* Collected data entries:
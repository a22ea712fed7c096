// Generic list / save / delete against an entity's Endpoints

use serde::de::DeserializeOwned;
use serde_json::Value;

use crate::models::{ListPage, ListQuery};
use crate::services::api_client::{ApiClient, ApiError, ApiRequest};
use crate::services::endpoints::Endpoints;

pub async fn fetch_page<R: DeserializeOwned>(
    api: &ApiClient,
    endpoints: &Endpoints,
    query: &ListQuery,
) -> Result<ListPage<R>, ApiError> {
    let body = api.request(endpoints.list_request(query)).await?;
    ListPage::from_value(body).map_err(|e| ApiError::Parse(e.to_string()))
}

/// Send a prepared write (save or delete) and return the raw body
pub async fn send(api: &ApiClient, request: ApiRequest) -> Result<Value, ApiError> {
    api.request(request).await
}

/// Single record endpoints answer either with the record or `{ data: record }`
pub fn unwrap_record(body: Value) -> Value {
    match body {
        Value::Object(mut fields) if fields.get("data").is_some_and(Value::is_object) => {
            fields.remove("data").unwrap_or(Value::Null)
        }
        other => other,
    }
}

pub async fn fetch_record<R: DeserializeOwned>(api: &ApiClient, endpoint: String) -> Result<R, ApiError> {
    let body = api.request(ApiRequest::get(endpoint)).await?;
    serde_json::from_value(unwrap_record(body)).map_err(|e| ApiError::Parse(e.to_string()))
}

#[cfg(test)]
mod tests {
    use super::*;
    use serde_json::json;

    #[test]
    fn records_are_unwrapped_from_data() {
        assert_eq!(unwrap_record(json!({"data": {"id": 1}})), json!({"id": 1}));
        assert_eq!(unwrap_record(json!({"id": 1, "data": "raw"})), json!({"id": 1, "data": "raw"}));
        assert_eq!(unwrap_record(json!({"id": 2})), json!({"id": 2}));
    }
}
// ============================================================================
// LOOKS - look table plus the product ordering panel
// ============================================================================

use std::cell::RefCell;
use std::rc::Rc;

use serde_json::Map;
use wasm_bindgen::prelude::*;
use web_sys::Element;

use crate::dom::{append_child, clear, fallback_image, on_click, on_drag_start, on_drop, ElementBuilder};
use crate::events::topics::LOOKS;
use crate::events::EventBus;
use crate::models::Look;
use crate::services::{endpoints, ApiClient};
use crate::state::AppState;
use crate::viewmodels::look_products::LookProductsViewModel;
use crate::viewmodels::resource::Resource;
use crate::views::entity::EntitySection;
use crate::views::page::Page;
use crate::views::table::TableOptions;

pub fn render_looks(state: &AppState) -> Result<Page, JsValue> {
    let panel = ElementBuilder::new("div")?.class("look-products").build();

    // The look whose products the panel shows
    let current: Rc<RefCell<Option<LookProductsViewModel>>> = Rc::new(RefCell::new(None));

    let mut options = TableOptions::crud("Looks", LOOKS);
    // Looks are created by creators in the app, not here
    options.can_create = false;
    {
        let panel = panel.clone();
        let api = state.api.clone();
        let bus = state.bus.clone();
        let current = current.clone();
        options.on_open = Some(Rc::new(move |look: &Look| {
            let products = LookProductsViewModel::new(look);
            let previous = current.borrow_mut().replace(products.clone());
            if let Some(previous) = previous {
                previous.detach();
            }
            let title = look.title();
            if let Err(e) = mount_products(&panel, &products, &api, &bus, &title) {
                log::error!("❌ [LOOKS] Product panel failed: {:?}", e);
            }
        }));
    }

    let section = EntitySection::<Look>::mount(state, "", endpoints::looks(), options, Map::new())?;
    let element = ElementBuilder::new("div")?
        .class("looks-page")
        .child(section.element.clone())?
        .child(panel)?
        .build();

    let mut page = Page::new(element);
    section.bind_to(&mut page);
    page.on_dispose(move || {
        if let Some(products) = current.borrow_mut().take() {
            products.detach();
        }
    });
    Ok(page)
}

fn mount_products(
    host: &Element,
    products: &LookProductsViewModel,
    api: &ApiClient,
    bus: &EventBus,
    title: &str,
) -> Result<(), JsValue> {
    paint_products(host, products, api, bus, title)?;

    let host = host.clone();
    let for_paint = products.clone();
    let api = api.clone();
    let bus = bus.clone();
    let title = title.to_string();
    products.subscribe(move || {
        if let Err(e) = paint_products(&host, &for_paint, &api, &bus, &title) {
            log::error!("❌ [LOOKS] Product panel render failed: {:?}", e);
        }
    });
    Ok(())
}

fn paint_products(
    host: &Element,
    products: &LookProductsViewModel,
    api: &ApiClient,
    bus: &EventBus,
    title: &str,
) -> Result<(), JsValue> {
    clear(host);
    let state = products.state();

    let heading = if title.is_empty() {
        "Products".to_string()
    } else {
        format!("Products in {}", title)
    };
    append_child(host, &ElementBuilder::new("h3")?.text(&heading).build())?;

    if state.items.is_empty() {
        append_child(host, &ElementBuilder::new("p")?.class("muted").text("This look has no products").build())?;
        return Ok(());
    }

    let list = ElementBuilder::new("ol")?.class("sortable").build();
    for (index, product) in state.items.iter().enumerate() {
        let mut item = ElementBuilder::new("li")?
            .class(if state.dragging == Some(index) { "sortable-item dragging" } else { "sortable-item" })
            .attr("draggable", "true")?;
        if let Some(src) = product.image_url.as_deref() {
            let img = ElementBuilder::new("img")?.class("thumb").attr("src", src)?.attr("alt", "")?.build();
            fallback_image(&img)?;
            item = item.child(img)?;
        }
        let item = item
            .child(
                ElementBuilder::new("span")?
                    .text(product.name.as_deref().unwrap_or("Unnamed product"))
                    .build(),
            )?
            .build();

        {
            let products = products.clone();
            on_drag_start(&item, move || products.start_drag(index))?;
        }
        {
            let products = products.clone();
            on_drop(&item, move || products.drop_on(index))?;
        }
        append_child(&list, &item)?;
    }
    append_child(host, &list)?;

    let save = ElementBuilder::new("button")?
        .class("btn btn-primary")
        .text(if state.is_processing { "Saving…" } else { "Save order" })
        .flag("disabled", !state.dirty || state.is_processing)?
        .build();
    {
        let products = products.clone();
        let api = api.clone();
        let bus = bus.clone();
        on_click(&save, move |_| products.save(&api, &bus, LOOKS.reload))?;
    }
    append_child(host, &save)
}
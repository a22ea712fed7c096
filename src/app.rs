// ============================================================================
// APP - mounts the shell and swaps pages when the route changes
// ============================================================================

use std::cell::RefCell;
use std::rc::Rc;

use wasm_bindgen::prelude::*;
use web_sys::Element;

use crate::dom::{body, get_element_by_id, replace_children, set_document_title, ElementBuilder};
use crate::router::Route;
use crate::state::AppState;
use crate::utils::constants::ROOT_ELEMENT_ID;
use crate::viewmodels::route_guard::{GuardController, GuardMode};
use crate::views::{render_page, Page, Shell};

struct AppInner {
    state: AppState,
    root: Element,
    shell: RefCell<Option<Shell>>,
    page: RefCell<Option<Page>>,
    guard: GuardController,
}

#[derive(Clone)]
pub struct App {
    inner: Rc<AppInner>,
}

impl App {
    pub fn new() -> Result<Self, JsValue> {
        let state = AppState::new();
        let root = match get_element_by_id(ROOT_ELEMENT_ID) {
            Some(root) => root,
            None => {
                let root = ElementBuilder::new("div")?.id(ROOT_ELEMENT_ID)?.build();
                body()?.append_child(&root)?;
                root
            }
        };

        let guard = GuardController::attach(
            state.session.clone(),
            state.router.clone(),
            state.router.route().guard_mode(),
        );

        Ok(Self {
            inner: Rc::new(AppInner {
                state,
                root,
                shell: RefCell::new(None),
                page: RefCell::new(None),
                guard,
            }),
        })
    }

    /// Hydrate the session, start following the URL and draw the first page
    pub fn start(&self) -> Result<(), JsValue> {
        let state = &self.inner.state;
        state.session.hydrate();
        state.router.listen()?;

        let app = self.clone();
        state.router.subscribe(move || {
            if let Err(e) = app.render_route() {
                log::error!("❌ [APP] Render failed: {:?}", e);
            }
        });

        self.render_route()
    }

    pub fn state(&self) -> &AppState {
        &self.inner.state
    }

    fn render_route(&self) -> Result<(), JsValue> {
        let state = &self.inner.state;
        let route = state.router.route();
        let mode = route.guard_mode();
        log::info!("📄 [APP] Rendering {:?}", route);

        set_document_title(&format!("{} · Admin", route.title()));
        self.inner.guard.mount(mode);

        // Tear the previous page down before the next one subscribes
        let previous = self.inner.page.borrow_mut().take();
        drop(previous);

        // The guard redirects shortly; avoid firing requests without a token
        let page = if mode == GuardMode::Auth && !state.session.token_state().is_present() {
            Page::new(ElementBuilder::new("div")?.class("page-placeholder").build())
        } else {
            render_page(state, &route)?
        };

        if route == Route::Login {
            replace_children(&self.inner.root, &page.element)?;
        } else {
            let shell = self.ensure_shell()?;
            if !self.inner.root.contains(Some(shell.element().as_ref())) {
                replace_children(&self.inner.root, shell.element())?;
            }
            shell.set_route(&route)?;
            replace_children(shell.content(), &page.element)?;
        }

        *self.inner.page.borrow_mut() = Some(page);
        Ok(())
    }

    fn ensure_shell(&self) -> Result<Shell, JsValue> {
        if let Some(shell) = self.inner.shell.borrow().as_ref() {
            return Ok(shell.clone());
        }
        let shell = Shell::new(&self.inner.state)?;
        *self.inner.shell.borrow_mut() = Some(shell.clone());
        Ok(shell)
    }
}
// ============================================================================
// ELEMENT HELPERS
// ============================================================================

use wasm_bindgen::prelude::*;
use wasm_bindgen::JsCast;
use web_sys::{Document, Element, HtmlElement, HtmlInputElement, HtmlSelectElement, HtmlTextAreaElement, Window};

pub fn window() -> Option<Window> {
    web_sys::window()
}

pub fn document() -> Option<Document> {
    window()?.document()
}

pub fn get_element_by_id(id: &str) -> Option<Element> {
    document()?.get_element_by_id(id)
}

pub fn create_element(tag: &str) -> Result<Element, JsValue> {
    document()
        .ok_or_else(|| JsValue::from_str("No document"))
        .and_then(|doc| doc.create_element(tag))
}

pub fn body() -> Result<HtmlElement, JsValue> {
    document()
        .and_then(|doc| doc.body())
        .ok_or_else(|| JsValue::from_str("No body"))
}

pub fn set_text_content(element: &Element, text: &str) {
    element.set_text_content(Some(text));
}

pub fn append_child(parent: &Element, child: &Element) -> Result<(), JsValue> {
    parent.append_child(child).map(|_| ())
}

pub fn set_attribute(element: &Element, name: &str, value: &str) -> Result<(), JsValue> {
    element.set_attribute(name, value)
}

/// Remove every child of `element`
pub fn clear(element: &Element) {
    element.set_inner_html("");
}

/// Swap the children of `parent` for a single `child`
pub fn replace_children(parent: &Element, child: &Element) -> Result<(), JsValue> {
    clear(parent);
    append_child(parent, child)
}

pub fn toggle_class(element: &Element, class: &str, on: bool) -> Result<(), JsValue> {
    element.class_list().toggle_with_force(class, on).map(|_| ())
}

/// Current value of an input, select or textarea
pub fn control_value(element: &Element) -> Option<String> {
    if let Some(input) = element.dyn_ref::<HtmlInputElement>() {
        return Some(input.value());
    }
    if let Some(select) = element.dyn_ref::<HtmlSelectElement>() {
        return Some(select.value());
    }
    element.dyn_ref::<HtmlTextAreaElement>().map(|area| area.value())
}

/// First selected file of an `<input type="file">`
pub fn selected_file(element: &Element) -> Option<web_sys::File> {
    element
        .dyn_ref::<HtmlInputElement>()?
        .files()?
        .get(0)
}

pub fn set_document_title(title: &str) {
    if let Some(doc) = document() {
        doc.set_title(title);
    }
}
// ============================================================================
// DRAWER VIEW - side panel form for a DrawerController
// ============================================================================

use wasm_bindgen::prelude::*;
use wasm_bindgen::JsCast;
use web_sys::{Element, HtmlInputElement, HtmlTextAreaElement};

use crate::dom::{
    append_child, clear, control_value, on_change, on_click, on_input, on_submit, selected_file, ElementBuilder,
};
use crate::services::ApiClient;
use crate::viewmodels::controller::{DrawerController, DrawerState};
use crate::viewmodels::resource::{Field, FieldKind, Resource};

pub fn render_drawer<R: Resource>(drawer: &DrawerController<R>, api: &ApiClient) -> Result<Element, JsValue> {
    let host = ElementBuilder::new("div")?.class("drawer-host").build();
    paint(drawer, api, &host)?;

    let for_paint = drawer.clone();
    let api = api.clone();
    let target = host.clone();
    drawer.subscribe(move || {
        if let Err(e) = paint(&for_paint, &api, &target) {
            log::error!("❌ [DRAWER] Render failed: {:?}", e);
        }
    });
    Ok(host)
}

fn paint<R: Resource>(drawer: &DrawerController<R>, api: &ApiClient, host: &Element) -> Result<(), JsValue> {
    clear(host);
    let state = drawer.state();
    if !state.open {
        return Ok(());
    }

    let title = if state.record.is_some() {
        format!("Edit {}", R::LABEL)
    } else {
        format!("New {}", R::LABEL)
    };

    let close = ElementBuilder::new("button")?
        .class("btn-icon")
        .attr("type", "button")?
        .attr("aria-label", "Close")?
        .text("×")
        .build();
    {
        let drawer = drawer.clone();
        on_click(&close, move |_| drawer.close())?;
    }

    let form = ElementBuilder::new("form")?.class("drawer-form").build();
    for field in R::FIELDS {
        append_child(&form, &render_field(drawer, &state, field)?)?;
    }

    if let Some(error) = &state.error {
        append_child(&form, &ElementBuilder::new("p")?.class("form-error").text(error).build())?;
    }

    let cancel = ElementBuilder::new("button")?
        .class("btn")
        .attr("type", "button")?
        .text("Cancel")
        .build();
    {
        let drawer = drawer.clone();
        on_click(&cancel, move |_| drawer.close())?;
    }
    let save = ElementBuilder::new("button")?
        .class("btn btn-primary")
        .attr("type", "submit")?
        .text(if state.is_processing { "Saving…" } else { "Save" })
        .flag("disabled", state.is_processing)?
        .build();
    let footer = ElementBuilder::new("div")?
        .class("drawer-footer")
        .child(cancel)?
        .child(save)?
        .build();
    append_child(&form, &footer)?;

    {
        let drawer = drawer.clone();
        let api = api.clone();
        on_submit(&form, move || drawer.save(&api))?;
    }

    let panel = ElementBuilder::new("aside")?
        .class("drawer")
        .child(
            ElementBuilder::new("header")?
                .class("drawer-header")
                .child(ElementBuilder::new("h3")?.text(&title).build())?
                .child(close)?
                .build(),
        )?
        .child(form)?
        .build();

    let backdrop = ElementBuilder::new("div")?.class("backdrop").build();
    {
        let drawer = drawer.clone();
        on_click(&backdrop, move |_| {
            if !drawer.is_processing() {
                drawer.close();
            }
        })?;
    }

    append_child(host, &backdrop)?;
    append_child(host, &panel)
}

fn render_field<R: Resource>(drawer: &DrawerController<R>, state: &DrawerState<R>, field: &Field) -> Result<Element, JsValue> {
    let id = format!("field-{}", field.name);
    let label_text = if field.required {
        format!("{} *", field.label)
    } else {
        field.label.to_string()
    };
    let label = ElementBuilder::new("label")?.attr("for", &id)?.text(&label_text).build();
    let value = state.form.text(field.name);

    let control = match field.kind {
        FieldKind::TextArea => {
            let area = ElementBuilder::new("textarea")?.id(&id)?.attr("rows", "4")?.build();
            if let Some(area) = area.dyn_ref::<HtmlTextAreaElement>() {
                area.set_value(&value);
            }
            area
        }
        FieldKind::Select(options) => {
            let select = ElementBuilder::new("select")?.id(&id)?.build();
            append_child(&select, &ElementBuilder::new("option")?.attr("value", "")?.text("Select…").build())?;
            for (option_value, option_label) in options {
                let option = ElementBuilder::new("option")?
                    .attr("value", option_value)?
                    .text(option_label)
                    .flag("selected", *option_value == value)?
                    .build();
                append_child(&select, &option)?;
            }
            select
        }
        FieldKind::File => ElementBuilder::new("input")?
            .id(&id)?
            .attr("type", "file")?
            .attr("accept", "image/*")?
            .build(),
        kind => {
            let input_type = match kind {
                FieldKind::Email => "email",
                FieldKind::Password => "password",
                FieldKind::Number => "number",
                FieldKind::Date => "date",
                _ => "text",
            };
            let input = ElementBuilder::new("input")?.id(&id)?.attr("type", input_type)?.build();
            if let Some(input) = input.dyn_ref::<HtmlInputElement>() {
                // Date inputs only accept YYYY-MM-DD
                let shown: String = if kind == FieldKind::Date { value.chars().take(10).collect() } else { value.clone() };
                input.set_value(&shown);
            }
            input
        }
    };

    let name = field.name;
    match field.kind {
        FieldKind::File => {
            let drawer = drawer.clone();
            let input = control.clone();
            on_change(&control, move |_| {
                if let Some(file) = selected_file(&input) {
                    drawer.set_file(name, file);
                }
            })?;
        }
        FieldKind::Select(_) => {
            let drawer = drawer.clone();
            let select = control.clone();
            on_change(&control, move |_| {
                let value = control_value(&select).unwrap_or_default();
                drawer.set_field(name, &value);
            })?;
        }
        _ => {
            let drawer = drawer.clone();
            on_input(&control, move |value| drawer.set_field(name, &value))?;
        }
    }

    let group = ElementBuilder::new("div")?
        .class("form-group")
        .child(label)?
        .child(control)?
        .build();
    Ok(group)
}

* PROBLEM TO SOLVE:
Exact reproduction is required: output the lines from the start of the entries above through the line with "the raw body".

* ANSWER TO THIS PROBLEM:
repository a22ea712fed7c096
// Generic list / save / delete against an entity's Endpoints

use serde::de::DeserializeOwned;
use serde_json::Value;

use crate::models::{ListPage, ListQuery};
use crate::services::api_client::{ApiClient, ApiError, ApiRequest};
use crate::services::endpoints::Endpoints;

pub async fn fetch_page<R: DeserializeOwned>(
    api: &ApiClient,
    endpoints: &Endpoints,
    query: &ListQuery,
) -> Result<ListPage<R>, ApiError> {
    let body = api.request(endpoints.list_request(query)).await?;
    ListPage::from_value(body).map_err(|e| ApiError::Parse(e.to_string()))
}

/// Send a prepared write (save or delete) and return the raw body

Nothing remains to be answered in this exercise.